• **What you have to do**: In the entries below, find every line holding the string "Path" and collect it.

• **Excerpts from a dataset**:
>>>>

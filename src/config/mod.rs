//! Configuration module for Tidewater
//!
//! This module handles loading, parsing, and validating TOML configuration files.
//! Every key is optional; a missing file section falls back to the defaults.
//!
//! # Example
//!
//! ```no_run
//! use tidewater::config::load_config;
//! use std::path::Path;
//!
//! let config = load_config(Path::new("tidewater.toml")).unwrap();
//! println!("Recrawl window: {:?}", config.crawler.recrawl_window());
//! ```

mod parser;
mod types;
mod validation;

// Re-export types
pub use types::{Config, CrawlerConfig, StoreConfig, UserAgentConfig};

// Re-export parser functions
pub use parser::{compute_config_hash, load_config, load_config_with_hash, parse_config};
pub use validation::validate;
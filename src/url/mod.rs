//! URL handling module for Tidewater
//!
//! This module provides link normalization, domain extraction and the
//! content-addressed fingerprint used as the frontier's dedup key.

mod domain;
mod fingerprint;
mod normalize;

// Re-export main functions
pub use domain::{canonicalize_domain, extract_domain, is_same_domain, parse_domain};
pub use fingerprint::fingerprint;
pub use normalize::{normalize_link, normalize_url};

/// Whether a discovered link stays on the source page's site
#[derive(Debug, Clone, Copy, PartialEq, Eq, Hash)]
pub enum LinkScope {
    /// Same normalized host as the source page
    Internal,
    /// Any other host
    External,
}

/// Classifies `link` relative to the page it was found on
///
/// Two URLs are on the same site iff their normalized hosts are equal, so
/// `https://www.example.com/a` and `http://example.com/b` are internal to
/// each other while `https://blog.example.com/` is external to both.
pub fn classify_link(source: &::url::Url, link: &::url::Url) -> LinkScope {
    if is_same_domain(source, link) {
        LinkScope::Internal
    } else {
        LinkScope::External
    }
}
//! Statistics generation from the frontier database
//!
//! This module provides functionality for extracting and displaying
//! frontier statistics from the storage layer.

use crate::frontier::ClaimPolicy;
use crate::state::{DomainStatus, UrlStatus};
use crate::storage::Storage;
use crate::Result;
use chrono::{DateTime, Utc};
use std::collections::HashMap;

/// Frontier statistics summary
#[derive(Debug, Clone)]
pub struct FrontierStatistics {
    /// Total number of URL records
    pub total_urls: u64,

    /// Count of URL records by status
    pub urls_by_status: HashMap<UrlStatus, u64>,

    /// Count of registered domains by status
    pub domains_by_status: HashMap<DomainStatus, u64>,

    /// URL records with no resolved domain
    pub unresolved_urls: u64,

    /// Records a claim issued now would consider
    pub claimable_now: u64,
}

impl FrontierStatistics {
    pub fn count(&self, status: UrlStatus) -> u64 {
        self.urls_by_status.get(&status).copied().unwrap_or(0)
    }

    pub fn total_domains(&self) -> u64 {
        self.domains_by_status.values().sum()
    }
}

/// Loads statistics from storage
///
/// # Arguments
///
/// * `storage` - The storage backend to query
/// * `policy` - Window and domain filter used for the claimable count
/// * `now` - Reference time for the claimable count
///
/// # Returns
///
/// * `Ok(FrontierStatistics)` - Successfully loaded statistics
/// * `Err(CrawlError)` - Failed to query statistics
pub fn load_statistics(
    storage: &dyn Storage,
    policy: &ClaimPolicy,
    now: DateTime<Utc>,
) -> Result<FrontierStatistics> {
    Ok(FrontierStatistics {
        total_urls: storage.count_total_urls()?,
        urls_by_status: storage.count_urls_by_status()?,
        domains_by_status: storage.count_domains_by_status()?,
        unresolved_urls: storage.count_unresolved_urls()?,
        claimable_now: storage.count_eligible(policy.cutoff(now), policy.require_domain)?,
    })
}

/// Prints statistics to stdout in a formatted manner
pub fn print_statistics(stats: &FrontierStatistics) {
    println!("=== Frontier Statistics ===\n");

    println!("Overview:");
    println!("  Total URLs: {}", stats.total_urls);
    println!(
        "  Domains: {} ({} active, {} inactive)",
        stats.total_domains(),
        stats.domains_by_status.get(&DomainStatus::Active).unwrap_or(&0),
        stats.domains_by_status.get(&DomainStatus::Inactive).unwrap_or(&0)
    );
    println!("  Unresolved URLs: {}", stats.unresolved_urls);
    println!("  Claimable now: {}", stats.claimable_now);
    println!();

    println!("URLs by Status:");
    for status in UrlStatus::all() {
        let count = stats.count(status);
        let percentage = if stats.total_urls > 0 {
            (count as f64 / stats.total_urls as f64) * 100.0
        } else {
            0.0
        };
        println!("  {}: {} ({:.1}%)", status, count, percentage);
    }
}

<<<<

• **Completed task**:
//! use std::path::Path;
//! let config = load_config(Path::new("tidewater.toml")).unwrap();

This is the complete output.